_Excerpted data_
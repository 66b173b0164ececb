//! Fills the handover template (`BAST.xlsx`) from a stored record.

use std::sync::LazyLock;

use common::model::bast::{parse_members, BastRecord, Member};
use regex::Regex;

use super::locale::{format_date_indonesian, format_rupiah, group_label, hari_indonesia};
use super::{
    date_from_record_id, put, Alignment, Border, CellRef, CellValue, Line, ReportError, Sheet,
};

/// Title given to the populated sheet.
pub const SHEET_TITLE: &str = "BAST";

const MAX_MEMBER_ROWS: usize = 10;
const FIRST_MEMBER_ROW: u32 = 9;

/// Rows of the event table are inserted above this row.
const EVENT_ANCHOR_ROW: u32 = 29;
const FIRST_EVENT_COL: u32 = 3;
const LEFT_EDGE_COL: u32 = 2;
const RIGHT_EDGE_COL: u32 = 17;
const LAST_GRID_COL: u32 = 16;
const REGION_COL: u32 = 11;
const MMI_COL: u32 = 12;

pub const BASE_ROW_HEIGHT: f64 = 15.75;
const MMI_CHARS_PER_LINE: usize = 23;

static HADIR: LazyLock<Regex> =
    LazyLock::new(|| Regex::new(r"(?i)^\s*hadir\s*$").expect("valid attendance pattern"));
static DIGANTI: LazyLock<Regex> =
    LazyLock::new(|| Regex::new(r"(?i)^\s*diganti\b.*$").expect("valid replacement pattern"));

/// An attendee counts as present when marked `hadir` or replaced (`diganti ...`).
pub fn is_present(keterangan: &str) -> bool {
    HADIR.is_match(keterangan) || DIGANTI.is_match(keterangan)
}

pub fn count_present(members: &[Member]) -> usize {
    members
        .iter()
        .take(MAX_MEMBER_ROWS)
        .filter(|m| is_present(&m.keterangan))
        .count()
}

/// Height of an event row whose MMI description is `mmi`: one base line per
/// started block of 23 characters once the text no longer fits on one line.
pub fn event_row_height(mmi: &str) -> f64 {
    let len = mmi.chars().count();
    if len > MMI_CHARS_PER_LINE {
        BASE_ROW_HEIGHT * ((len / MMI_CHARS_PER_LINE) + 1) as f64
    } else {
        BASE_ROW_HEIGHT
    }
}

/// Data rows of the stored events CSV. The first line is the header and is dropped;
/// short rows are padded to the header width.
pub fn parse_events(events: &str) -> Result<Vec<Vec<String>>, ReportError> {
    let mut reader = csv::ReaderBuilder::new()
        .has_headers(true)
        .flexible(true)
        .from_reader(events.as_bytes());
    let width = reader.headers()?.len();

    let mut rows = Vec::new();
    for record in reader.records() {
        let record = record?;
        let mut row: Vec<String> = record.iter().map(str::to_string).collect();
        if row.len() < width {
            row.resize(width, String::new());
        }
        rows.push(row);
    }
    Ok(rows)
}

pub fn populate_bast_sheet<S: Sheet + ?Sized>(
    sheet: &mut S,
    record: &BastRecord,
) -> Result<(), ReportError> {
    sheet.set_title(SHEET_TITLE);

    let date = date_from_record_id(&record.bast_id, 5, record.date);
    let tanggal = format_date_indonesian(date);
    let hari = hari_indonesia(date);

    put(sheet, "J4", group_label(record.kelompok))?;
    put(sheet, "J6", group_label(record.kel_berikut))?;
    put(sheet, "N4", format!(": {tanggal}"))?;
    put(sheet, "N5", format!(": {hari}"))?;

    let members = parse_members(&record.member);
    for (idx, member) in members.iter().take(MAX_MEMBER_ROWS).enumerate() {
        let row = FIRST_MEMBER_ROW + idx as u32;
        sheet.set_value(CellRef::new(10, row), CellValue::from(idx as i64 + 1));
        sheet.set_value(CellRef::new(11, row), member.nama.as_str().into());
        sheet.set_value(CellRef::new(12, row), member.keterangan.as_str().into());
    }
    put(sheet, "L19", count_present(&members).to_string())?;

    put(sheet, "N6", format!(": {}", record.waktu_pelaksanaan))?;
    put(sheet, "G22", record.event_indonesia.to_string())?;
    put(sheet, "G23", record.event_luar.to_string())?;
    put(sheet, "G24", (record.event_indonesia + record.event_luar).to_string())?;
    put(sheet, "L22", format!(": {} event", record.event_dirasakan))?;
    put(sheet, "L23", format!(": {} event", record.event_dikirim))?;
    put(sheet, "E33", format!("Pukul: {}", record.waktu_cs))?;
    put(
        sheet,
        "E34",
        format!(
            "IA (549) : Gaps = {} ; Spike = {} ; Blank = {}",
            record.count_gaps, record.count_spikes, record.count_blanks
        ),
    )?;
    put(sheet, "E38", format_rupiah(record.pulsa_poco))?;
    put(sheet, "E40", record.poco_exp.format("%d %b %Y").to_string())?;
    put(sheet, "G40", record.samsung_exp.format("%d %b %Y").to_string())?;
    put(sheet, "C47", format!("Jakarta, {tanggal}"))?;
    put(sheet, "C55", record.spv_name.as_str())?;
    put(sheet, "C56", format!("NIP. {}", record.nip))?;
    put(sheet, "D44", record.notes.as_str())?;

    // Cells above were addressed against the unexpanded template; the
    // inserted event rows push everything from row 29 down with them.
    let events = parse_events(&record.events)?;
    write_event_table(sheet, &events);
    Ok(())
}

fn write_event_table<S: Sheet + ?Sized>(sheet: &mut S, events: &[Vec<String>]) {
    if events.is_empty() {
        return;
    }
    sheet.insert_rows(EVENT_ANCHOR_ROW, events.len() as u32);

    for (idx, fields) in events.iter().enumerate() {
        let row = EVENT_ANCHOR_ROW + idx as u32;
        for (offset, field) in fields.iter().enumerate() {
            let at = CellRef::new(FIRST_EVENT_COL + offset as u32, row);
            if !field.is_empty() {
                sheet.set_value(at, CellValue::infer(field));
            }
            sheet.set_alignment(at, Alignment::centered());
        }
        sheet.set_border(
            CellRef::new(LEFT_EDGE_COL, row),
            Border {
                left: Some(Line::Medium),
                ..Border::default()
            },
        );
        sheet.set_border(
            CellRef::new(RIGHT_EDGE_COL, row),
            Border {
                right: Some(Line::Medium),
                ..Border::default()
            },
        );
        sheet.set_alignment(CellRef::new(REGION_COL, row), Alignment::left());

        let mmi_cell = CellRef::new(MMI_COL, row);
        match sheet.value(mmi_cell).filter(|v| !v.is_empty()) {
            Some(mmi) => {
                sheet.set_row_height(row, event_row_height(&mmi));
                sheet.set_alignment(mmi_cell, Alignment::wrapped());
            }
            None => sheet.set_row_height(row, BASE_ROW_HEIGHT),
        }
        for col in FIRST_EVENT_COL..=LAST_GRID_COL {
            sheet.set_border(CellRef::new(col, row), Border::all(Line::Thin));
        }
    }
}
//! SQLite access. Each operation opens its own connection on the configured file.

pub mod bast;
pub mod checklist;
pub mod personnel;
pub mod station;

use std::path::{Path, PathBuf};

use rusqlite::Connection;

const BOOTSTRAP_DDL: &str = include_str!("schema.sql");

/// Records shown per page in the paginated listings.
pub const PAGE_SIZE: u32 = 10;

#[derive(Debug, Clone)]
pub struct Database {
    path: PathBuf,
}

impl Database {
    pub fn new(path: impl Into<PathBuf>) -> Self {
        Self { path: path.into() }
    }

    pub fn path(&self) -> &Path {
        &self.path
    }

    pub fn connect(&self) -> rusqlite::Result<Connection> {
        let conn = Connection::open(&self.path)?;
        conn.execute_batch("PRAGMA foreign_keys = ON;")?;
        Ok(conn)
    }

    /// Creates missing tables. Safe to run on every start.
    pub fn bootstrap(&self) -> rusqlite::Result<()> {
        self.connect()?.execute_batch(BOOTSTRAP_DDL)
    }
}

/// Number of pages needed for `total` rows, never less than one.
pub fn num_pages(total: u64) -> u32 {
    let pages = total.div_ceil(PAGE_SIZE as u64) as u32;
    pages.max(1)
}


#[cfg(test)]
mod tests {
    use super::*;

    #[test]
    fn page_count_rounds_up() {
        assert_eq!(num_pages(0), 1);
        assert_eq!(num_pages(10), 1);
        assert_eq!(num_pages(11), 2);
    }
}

_What is being asked_
Among the entries above, find every line holding "filter" and copy it.

_Your response_
        .filter(|m| is_present(&m.keterangan))
        match sheet.value(mmi_cell).filter(|v| !v.is_empty()) {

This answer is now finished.